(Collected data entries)
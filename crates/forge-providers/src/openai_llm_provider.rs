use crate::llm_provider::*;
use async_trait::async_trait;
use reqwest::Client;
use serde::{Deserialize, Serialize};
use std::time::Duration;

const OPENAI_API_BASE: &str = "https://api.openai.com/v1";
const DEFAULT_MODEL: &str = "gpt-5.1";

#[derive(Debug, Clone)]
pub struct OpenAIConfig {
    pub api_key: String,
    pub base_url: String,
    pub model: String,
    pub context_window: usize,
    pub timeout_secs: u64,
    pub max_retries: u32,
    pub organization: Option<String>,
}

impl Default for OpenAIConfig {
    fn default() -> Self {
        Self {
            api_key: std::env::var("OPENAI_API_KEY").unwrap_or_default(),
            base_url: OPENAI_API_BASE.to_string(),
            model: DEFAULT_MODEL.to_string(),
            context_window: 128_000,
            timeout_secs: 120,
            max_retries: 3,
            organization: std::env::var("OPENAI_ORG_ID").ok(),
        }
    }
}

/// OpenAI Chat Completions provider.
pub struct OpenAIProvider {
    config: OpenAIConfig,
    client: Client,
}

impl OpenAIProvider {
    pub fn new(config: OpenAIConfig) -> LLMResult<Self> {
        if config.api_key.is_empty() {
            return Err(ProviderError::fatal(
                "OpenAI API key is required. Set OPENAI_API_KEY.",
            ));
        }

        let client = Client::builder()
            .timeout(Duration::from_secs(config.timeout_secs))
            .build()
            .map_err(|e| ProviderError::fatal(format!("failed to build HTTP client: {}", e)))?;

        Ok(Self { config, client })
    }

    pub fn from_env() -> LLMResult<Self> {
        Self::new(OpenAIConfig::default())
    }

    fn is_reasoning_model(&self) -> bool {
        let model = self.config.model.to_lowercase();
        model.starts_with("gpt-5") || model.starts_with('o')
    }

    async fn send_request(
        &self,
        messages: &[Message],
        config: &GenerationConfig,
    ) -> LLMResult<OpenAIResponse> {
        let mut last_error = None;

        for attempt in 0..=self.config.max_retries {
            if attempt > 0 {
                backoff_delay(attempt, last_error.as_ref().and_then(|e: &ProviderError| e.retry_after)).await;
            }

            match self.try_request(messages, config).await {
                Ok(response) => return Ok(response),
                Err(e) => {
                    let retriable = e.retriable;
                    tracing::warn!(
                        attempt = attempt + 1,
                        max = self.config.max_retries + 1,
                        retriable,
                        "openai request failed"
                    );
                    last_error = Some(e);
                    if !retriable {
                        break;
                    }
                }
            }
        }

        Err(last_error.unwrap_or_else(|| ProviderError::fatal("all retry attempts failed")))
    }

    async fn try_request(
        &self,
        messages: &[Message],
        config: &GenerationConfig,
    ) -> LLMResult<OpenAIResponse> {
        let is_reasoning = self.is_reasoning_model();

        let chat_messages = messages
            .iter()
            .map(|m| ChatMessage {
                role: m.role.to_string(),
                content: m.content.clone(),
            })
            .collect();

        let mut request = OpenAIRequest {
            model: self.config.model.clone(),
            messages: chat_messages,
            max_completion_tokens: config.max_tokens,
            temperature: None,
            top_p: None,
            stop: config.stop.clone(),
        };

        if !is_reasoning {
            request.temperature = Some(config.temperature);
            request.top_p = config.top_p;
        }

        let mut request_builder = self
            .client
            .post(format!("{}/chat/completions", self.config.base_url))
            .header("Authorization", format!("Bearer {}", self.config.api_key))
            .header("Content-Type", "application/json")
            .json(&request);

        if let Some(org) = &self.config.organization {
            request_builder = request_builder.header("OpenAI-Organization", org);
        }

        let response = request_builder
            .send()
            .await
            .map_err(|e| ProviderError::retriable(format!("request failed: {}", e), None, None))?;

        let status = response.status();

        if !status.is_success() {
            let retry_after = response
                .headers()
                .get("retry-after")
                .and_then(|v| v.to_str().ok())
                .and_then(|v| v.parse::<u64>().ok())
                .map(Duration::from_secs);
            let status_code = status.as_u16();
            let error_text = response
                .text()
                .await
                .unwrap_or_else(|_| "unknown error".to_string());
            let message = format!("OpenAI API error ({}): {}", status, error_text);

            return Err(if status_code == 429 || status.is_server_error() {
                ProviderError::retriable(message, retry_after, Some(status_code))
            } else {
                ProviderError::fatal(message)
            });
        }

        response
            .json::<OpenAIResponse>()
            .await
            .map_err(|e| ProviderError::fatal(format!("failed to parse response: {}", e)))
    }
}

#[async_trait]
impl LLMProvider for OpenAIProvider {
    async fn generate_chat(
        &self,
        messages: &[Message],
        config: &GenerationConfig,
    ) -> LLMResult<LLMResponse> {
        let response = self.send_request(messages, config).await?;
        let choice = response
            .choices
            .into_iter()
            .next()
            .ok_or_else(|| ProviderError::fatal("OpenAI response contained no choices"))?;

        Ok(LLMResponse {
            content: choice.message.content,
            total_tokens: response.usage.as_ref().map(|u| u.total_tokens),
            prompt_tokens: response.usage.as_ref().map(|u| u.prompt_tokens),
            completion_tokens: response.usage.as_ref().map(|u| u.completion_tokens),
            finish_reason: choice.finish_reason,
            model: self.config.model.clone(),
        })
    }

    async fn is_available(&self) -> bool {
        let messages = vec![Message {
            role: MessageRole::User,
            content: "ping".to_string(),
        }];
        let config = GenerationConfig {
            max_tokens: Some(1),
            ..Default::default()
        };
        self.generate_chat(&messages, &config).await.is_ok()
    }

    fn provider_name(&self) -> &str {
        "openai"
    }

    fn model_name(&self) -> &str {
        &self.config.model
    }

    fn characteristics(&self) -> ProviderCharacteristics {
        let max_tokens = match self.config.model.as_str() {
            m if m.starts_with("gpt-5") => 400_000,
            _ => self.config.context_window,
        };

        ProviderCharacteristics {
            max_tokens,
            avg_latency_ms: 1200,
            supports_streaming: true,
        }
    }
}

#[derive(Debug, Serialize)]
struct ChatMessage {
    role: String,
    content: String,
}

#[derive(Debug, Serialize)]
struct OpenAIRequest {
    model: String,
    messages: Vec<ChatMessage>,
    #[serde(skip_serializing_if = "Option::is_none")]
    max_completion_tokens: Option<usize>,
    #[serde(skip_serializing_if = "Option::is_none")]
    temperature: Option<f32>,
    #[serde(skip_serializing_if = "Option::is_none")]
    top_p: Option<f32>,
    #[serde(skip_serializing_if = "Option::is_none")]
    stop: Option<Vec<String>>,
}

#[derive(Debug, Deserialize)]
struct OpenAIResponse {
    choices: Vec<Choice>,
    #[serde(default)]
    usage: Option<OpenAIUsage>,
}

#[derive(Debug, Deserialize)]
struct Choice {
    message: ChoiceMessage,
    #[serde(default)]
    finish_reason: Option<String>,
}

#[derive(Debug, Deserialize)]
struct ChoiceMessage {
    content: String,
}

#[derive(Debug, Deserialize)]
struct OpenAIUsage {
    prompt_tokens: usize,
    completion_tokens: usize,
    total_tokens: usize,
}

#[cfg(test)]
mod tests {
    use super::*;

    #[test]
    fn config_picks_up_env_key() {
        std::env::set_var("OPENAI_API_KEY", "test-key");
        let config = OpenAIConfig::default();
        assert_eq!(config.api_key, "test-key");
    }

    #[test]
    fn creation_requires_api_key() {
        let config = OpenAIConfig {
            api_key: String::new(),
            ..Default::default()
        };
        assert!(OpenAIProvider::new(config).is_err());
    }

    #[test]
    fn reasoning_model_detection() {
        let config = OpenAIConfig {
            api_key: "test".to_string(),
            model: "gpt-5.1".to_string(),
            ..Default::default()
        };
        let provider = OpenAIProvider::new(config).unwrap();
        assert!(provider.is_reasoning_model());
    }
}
--
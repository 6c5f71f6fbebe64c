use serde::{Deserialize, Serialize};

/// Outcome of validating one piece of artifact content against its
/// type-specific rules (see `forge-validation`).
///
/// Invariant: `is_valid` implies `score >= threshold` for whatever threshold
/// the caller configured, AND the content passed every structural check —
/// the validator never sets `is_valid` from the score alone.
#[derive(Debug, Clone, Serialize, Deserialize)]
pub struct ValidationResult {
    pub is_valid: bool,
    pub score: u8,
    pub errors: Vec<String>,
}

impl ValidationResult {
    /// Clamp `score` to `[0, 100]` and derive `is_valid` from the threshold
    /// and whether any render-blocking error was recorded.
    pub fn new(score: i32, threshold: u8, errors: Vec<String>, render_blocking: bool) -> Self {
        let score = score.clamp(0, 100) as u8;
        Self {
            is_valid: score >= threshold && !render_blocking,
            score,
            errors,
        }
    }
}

- [EXERCISE PROMPT]: Print again the lines of the entries above that fall between the line holding "filename crates/forge-providers/src/openai_llm_provider.rs" and the line holding "impl Default for", inclusive, exactly as they stand.

- [SOLUTION FOR THIS PROBLEM]:
filename crates/forge-providers/src/openai_llm_provider.rs
use crate::llm_provider::*;
use async_trait::async_trait;
use reqwest::Client;
use serde::{Deserialize, Serialize};
use std::time::Duration;

const OPENAI_API_BASE: &str = "https://api.openai.com/v1";
const DEFAULT_MODEL: &str = "gpt-5.1";

#[derive(Debug, Clone)]
pub struct OpenAIConfig {
    pub api_key: String,
    pub base_url: String,
    pub model: String,
    pub context_window: usize,
    pub timeout_secs: u64,
    pub max_retries: u32,
    pub organization: Option<String>,
}

impl Default for OpenAIConfig {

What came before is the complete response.